I'm trying to connect to a remote instance of Databricks and write a csv file to a specific folder of the DBFS. I can find bits and pieces here and there but I'm not seeing how to get this done. How do I add the file to DBFS on a remote Databricks instance from a Java program running on my local machine?
I'm currently using a community instance I created from here: https://databricks.com/try-databricks
This is the url for my instance (I'm guessing the "o=7823909094774610" is identifying my instance).
https://community.cloud.databricks.com/?o=7823909094774610
Here's some of the resources I'm looking at trying to resolve this but I'm still not able to get off of the ground:
The Databricks Connect documentation: This talks about connecting but not specifically from Java.
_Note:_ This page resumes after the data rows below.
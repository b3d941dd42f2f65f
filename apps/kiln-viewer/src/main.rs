//! Demo viewer: a small scene of instanced props orbited by the camera.
//!
//! Shader programs are loaded as precompiled SPIR-V from
//! `assets/shaders/` when present; without them the frame still runs the
//! full commit/merge/record path and presents the clear color (missing
//! pipelines are soft skips).

use std::path::Path;

use anyhow::Result;
use glam::{Mat4, Vec3};
use kiln_app::{run_app, AppConfig, AppContext, KilnApp};
use kiln_core::{ProgramId, RenderFlags};
use kiln_render::{
    AssetStore, Camera, DrawPass, Entity, Light, MaterialDesc, ModelSurface, ProgramDesc, Scene,
    Vertex,
};
use tracing::{info, warn};

/// Orbit speed in radians per second.
const ORBIT_SPEED: f32 = 0.3;

fn main() -> Result<()> {
    let config = AppConfig::new("Kiln Viewer").with_size(1280, 720);
    run_app::<Viewer>(config)
}

struct Viewer {
    scene: Scene,
    camera: Camera,
    orbit_angle: f32,
}

impl KilnApp for Viewer {
    fn load_assets(assets: &mut AssetStore) -> Result<Vec<ProgramDesc>> {
        let programs = load_programs();
        let program_count = programs.len() as u32;

        // Material 0: the shared crate prop.
        let mut crate_material = MaterialDesc {
            base_color: [0.8, 0.6, 0.4, 1.0],
            roughness: 0.7,
            ..Default::default()
        };
        // Material 1: a distinct ground material.
        let mut ground_material = MaterialDesc {
            base_color: [0.3, 0.45, 0.3, 1.0],
            roughness: 0.95,
            ..Default::default()
        };

        if program_count >= 2 {
            for material in [&mut crate_material, &mut ground_material] {
                material.programs[DrawPass::Shadow.index()] = ProgramId(0);
                material.programs[DrawPass::Depth.index()] = ProgramId(0);
                material.programs[DrawPass::Opaque.index()] = ProgramId(1);
                material.programs[DrawPass::Wireframe.index()] = ProgramId(1);
            }
        } else {
            warn!("no shader programs found; rendering clear color only");
        }

        let crate_mat = assets.add_material(crate_material);
        let ground_mat = assets.add_material(ground_material);

        let (cube_vertices, cube_indices) = cube_mesh(1.0);
        let cube = assets.add_model(
            &cube_vertices,
            &cube_indices,
            vec![ModelSurface {
                first_index: 0,
                index_count: cube_indices.len() as u32,
                vertex_offset: 0,
                material: crate_mat,
            }],
        );

        let (plane_vertices, plane_indices) = plane_mesh(40.0);
        let ground = assets.add_model(
            &plane_vertices,
            &plane_indices,
            vec![ModelSurface {
                first_index: 0,
                index_count: plane_indices.len() as u32,
                vertex_offset: 0,
                material: ground_mat,
            }],
        );

        info!("assets ready: cube model {}, ground model {}", cube.0, ground.0);
        Ok(programs)
    }

    fn init(ctx: &mut AppContext) -> Result<Self> {
        let mut scene = Scene::default();

        // Three identical crates merge into one instanced draw; the
        // ground stays its own draw call.
        for i in 0..3 {
            scene.entities.push(Entity {
                model: kiln_core::ModelId(0),
                transform: Mat4::from_translation(Vec3::new(i as f32 * 2.5 - 2.5, 0.5, 0.0)),
                flags: RenderFlags::empty(),
            });
        }
        scene.entities.push(Entity {
            model: kiln_core::ModelId(1),
            transform: Mat4::IDENTITY,
            flags: RenderFlags::NO_SHADOW,
        });

        scene.lights.push(Light {
            position: Vec3::new(0.0, 6.0, 4.0),
            color: Vec3::new(1.0, 0.9, 0.7),
            radius: 25.0,
        });

        let camera = Camera::new(
            Vec3::new(8.0, 5.0, 8.0),
            Vec3::new(0.0, 0.5, 0.0),
            Vec3::Y,
            60.0_f32.to_radians(),
            ctx.aspect_ratio(),
            0.1,
            500.0,
        );

        Ok(Self {
            scene,
            camera,
            orbit_angle: 0.0,
        })
    }

    fn update(&mut self, _ctx: &AppContext, dt: f32) {
        self.orbit_angle += ORBIT_SPEED * dt;
        let radius = 10.0;
        self.camera.position = Vec3::new(
            self.orbit_angle.cos() * radius,
            5.0,
            self.orbit_angle.sin() * radius,
        );
        self.camera.look_at(Vec3::new(0.0, 0.5, 0.0));
    }

    fn scene(&self) -> &Scene {
        &self.scene
    }

    fn camera(&self) -> &Camera {
        &self.camera
    }

    fn on_resize(&mut self, width: u32, height: u32) {
        self.camera.set_aspect(width as f32 / height.max(1) as f32);
    }
}

/// Load precompiled SPIR-V programs from `assets/shaders/`.
///
/// Expected files: `mesh_depth.vert.spv`, then `mesh.vert.spv` +
/// `mesh.frag.spv`. Missing files simply yield fewer programs.
fn load_programs() -> Vec<ProgramDesc> {
    let dir = Path::new("assets/shaders");
    let mut programs = Vec::new();

    if let Some(depth_vert) = read_spirv(&dir.join("mesh_depth.vert.spv")) {
        programs.push(ProgramDesc {
            name: "mesh_depth".to_string(),
            vertex_spirv: depth_vert,
            fragment_spirv: None,
        });
    }
    if let (Some(vert), Some(frag)) = (
        read_spirv(&dir.join("mesh.vert.spv")),
        read_spirv(&dir.join("mesh.frag.spv")),
    ) {
        programs.push(ProgramDesc {
            name: "mesh".to_string(),
            vertex_spirv: vert,
            fragment_spirv: Some(frag),
        });
    }

    programs
}

/// Read a SPIR-V blob as 32-bit words.
fn read_spirv(path: &Path) -> Option<Vec<u32>> {
    let bytes = std::fs::read(path).ok()?;
    if bytes.len() % 4 != 0 {
        warn!("{} is not a valid SPIR-V blob", path.display());
        return None;
    }
    Some(
        bytes
            .chunks_exact(4)
            .map(|c| u32::from_le_bytes([c[0], c[1], c[2], c[3]]))
            .collect(),
    )
}

/// Unit cube centered on the origin, scaled by `size`.
fn cube_mesh(size: f32) -> (Vec<Vertex>, Vec<u32>) {
    let h = size * 0.5;
    let faces: [([f32; 3], [Vec3; 4]); 6] = [
        (
            [0.0, 0.0, 1.0],
            [
                Vec3::new(-h, -h, h),
                Vec3::new(h, -h, h),
                Vec3::new(h, h, h),
                Vec3::new(-h, h, h),
            ],
        ),
        (
            [0.0, 0.0, -1.0],
            [
                Vec3::new(h, -h, -h),
                Vec3::new(-h, -h, -h),
                Vec3::new(-h, h, -h),
                Vec3::new(h, h, -h),
            ],
        ),
        (
            [1.0, 0.0, 0.0],
            [
                Vec3::new(h, -h, h),
                Vec3::new(h, -h, -h),
                Vec3::new(h, h, -h),
                Vec3::new(h, h, h),
            ],
        ),
        (
            [-1.0, 0.0, 0.0],
            [
                Vec3::new(-h, -h, -h),
                Vec3::new(-h, -h, h),
                Vec3::new(-h, h, h),
                Vec3::new(-h, h, -h),
            ],
        ),
        (
            [0.0, 1.0, 0.0],
            [
                Vec3::new(-h, h, h),
                Vec3::new(h, h, h),
                Vec3::new(h, h, -h),
                Vec3::new(-h, h, -h),
            ],
        ),
        (
            [0.0, -1.0, 0.0],
            [
                Vec3::new(-h, -h, -h),
                Vec3::new(h, -h, -h),
                Vec3::new(h, -h, h),
                Vec3::new(-h, -h, h),
            ],
        ),
    ];

    let uvs = [[0.0, 0.0], [1.0, 0.0], [1.0, 1.0], [0.0, 1.0]];
    let mut vertices = Vec::with_capacity(24);
    let mut indices = Vec::with_capacity(36);

    for (normal, corners) in faces {
        let base = vertices.len() as u32;
        for (corner, uv) in corners.iter().zip(uvs) {
            vertices.push(Vertex {
                position: corner.to_array(),
                normal,
                uv,
            });
        }
        indices.extend_from_slice(&[base, base + 1, base + 2, base + 2, base + 3, base]);
    }

    (vertices, indices)
}

/// Flat ground plane of `size` x `size` units on XZ.
fn plane_mesh(size: f32) -> (Vec<Vertex>, Vec<u32>) {
    let h = size * 0.5;
    let vertices = vec![
        Vertex {
            position: [-h, 0.0, -h],
            normal: [0.0, 1.0, 0.0],
            uv: [0.0, 0.0],
        },
        Vertex {
            position: [h, 0.0, -h],
            normal: [0.0, 1.0, 0.0],
            uv: [1.0, 0.0],
        },
        Vertex {
            position: [h, 0.0, h],
            normal: [0.0, 1.0, 0.0],
            uv: [1.0, 1.0],
        },
        Vertex {
            position: [-h, 0.0, h],
            normal: [0.0, 1.0, 0.0],
            uv: [0.0, 1.0],
        },
    ];
    let indices = vec![0, 2, 1, 2, 0, 3];
    (vertices, indices)
}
It gives and example of "connecting Eclipse" to data bricks that seems to be how to get the jar dependency for this (side question, is there a mvn version of this?). https://docs.databricks.com/dev-tools/databricks-connect.html#run-examples-from-your-ide
Some Java sample code: Doesn't seem to have an example of connecting to a remote Databricks instance https://www.programcreek.com/java-api-examples/index.php?api=org.apache.spark.sql.SparkSession
Databricks File System (DBFS) Documentation: Gives a good overview of file functions but doesn't seem to talk specifically about how to connect from a remote Java application and write the file to the Databricks instance from the Java application https://docs.databricks.com/data/databricks-file-system.html
FileStore documentation: Gives a good overview of file store but again doesn't seem to talk specifically about how to do this from a remote Java application https://docs.databricks.com/data/filestore.html
You could take a look at the DBFS REST API, and consider using that in your Java application.
If a Java solution is not required, then you could also take a look at the databricks-cli. After installing it with pip (pip install databricks-cli
) you simply have to:
databricks configure
databricks fs cp <source> dbfs:/<target>